[Opening DATASET RECORDS section]

use crate::error::MarketDataError;
use async_trait::async_trait;
use core_types::{LookbackWindow, RawPriceData, Ticker};

pub mod csv_provider;
pub mod error;

// --- Public API ---
pub use csv_provider::CsvPriceProvider;

/// The generic, abstract interface for a historical price source.
/// This trait is the contract the session uses, allowing the underlying
/// implementation (files, a vendor API, or a test stub) to be swapped out.
///
/// Providers return prices in whatever shape they naturally produce; turning
/// that into a canonical table is the normalizer's job, not theirs.
#[async_trait]
pub trait PriceProvider: Send + Sync {
    /// Fetches daily closes for `tickers` on the trading days inside `window`.
    async fn fetch_closes(
        &self,
        tickers: &[Ticker],
        window: &LookbackWindow,
    ) -> Result<RawPriceData, MarketDataError>;

    /// Whether the provider has at least one close on record for `ticker`.
    async fn has_history(&self, ticker: &Ticker) -> Result<bool, MarketDataError>;
}
use crate::error::ConfigError;
use crate::settings::DEFAULT_LOOKBACK_DAYS;
use std::path::Path;

// Declare the modules that make up this crate.
pub mod error;
pub mod logging;
pub mod settings;

// Re-export the core types to provide a clean public API.
pub use logging::init_tracing;
pub use settings::{
    LoggingSettings, MAX_LOOKBACK_DAYS, MIN_LOOKBACK_DAYS, MarketDataSettings, OutputFormat,
    OutputSettings, PortfolioSettings, Settings, ValuationSettings, validate_lookback_days,
};

/// Loads the application configuration.
///
/// Sources are layered in this order, later ones winning:
/// built-in defaults, the TOML file (`path`, or an optional `config.toml` in the
/// working directory), then `TRACKER__*` environment variables such as
/// `TRACKER__VALUATION__LOOKBACK_DAYS=90`.
pub fn load_config(path: Option<&Path>) -> Result<Settings, ConfigError> {
    let file = match path {
        Some(path) => config::File::from(path).required(true),
        None => config::File::with_name("config").required(false),
    };

    let builder = config::Config::builder()
        .set_default("portfolio.path", "portfolio.csv")?
        .set_default("market_data.prices_dir", "data/prices")?
        .set_default("valuation.lookback_days", i64::from(DEFAULT_LOOKBACK_DAYS))?
        .add_source(file)
        .add_source(
            config::Environment::with_prefix("TRACKER")
                .prefix_separator("__")
                .separator("__")
                .try_parsing(true),
        )
        .build()?;

    // Attempt to deserialize the entire configuration into our `Settings` struct
    let settings = builder.try_deserialize::<Settings>()?;
    settings.validate()?;

    Ok(settings)
}
use core_types::CoreError;
use std::path::PathBuf;
use thiserror::Error;

#[derive(Error, Debug)]
pub enum MarketDataError {
    #[error("Failed to read price file {path}: {source}")]
    Io {
        path: PathBuf,
        #[source]
        source: std::io::Error,
    },

    #[error("Invalid price data in {path} at line {line}: {reason}")]
    InvalidData {
        path: PathBuf,
        line: u64,
        reason: String,
    },

    #[error("Failed to parse price CSV: {0}")]
    Csv(#[from] csv::Error),

    #[error(transparent)]
    Core(#[from] CoreError),
}
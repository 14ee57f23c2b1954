use chrono::Local;
use clap::{Parser, Subcommand};
use configuration::OutputFormat;
use indicatif::{ProgressBar, ProgressStyle};
use market_data::CsvPriceProvider;
use rust_decimal::Decimal;
use std::io;
use std::path::PathBuf;
use std::time::Duration;
use valuation::{ValuationError, write_value_table};

mod render;
mod session;

use session::Session;

/// The main entry point for the portfolio tracker.
#[tokio::main]
async fn main() -> anyhow::Result<()> {
    // Load TRACKER__* overrides from a .env file when one is present.
    dotenvy::dotenv().ok();

    // Parse command-line arguments
    let cli = Cli::parse();

    let settings = configuration::load_config(cli.config.as_deref())?;
    let log_guard = configuration::init_tracing(&settings.logging)?;

    let provider = CsvPriceProvider::new(&settings.market_data.prices_dir);
    let session = Session::new(settings, provider);

    // Execute the appropriate command
    let outcome = match cli.command {
        Commands::Value(args) => handle_value(&session, args).await,
        Commands::Export(args) => handle_export(&session, args).await,
        Commands::Add(args) => handle_add(&session, args).await,
        Commands::Remove(args) => handle_remove(&session, args),
        Commands::List => handle_list(&session),
        Commands::Save(args) => handle_save(&session, args),
        Commands::Load(args) => handle_load(&session, args),
    };

    if let Err(e) = outcome {
        eprintln!("Error: {e:#}");
        if let Some(ValuationError::InsufficientData(_)) = e.downcast_ref::<ValuationError>() {
            eprintln!(
                "This may happen if a newly added stock doesn't have data for the selected time range. \
                 Try a longer --days window or different tickers."
            );
        }
        // Flush the file appender before exiting.
        drop(log_guard);
        std::process::exit(1);
    }
    Ok(())
}

// ==============================================================================
// CLI Structure
// ==============================================================================

/// Tracks how the value of a set of stock holdings evolved over a trailing window.
#[derive(Parser)]
#[command(author, version, about, long_about = None)]
struct Cli {
    /// Path to a TOML configuration file (defaults to ./config.toml if present).
    #[arg(long, global = true)]
    config: Option<PathBuf>,

    #[command(subcommand)]
    command: Commands,
}

#[derive(Subcommand)]
enum Commands {
    /// Value the portfolio over the lookback window.
    Value(ValueArgs),
    /// Write the per-asset value table as CSV.
    Export(ExportArgs),
    /// Add a holding to the portfolio.
    Add(AddArgs),
    /// Remove a holding from the portfolio.
    Remove(RemoveArgs),
    /// Show the current holdings.
    List,
    /// Download the portfolio to a CSV file.
    Save(SaveArgs),
    /// Replace the portfolio with the contents of a CSV file (`ticker,shares`).
    Load(LoadArgs),
}

#[derive(Parser)]
struct ValueArgs {
    /// History duration in calendar days (30 to 1825). Defaults to the configured lookback.
    #[arg(long)]
    days: Option<u32>,

    /// Output format. Defaults to the configured format.
    #[arg(long, value_enum)]
    format: Option<OutputFormat>,

    /// Number of most recent trading days to show in the table view.
    #[arg(long, default_value_t = 10)]
    rows: usize,
}

#[derive(Parser)]
struct ExportArgs {
    /// Destination CSV file.
    #[arg(long)]
    out: PathBuf,

    /// History duration in calendar days (30 to 1825).
    #[arg(long)]
    days: Option<u32>,
}

#[derive(Parser)]
struct AddArgs {
    /// Stock ticker (e.g., "AAPL", "MSFT").
    #[arg(long)]
    ticker: String,

    /// Number of shares; fractional amounts are allowed.
    #[arg(long)]
    shares: Decimal,

    /// Add the ticker even if no price history can be found for it.
    #[arg(long)]
    force: bool,
}

#[derive(Parser)]
struct RemoveArgs {
    #[arg(long)]
    ticker: String,
}

#[derive(Parser)]
struct SaveArgs {
    /// Destination CSV file.
    #[arg(long, default_value = "my_portfolio.csv")]
    out: PathBuf,
}

#[derive(Parser)]
struct LoadArgs {
    /// CSV file with `ticker` and `shares` columns.
    #[arg(long)]
    file: PathBuf,
}

// ==============================================================================
// Command Logic
// ==============================================================================

async fn handle_value(
    session: &Session<CsvPriceProvider>,
    args: ValueArgs,
) -> anyhow::Result<()> {
    let format = args.format.unwrap_or(session.settings().output.format);
    let days = args
        .days
        .unwrap_or(session.settings().valuation.lookback_days);

    let spinner = ProgressBar::new_spinner();
    spinner.set_style(ProgressStyle::default_spinner().template("{spinner:.green} {msg}")?);
    spinner.set_message("Fetching market data...");
    spinner.enable_steady_tick(Duration::from_millis(100));
    let result = session.value(Some(days), Local::now().date_naive()).await;
    spinner.finish_and_clear();

    let Some(result) = result? else {
        println!("Please add stocks with `add` or load a CSV with `load` to value a portfolio.");
        return Ok(());
    };

    match format {
        OutputFormat::Table => render::print_valuation(&result, days, args.rows),
        OutputFormat::Json => println!("{}", serde_json::to_string_pretty(&result)?),
        OutputFormat::Csv => write_value_table(&result.values, io::stdout().lock())?,
    }
    Ok(())
}

async fn handle_export(
    session: &Session<CsvPriceProvider>,
    args: ExportArgs,
) -> anyhow::Result<()> {
    let Some(result) = session.value(args.days, Local::now().date_naive()).await? else {
        println!("The portfolio is empty; nothing to export.");
        return Ok(());
    };

    let file = std::fs::File::create(&args.out)?;
    write_value_table(&result.values, io::BufWriter::new(file))?;
    println!(
        "Wrote {} trading days to {}",
        result.values.len(),
        args.out.display()
    );
    for warning in &result.warnings {
        println!("warning: {warning}");
    }
    Ok(())
}

async fn handle_add(session: &Session<CsvPriceProvider>, args: AddArgs) -> anyhow::Result<()> {
    let holding = session
        .add_holding(&args.ticker, args.shares, args.force)
        .await?;
    println!("Added {} ({} sh)", holding.ticker, holding.shares.normalize());
    Ok(())
}

fn handle_remove(session: &Session<CsvPriceProvider>, args: RemoveArgs) -> anyhow::Result<()> {
    let removed = session.remove_holding(&args.ticker)?;
    println!("Removed {}", removed.ticker);
    Ok(())
}

fn handle_list(session: &Session<CsvPriceProvider>) -> anyhow::Result<()> {
    render::print_holdings(&session.portfolio()?);
    Ok(())
}

fn handle_save(session: &Session<CsvPriceProvider>, args: SaveArgs) -> anyhow::Result<()> {
    let count = session.save_to(&args.out)?;
    println!("Saved {count} holdings to {}", args.out.display());
    Ok(())
}

fn handle_load(session: &Session<CsvPriceProvider>, args: LoadArgs) -> anyhow::Result<()> {
    let portfolio = session.load_from(&args.file)?;
    println!("Portfolio loaded successfully! ({} holdings)", portfolio.len());
    render::print_holdings(&portfolio);
    Ok(())
}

[Closing DATASET RECORDS section]

[WHAT YOU HAVE TO DO]: The job here is to find each line above with the word "ConfigError" and copy it.

[RESULT]:
use crate::error::ConfigError;
pub fn load_config(path: Option<&Path>) -> Result<Settings, ConfigError> {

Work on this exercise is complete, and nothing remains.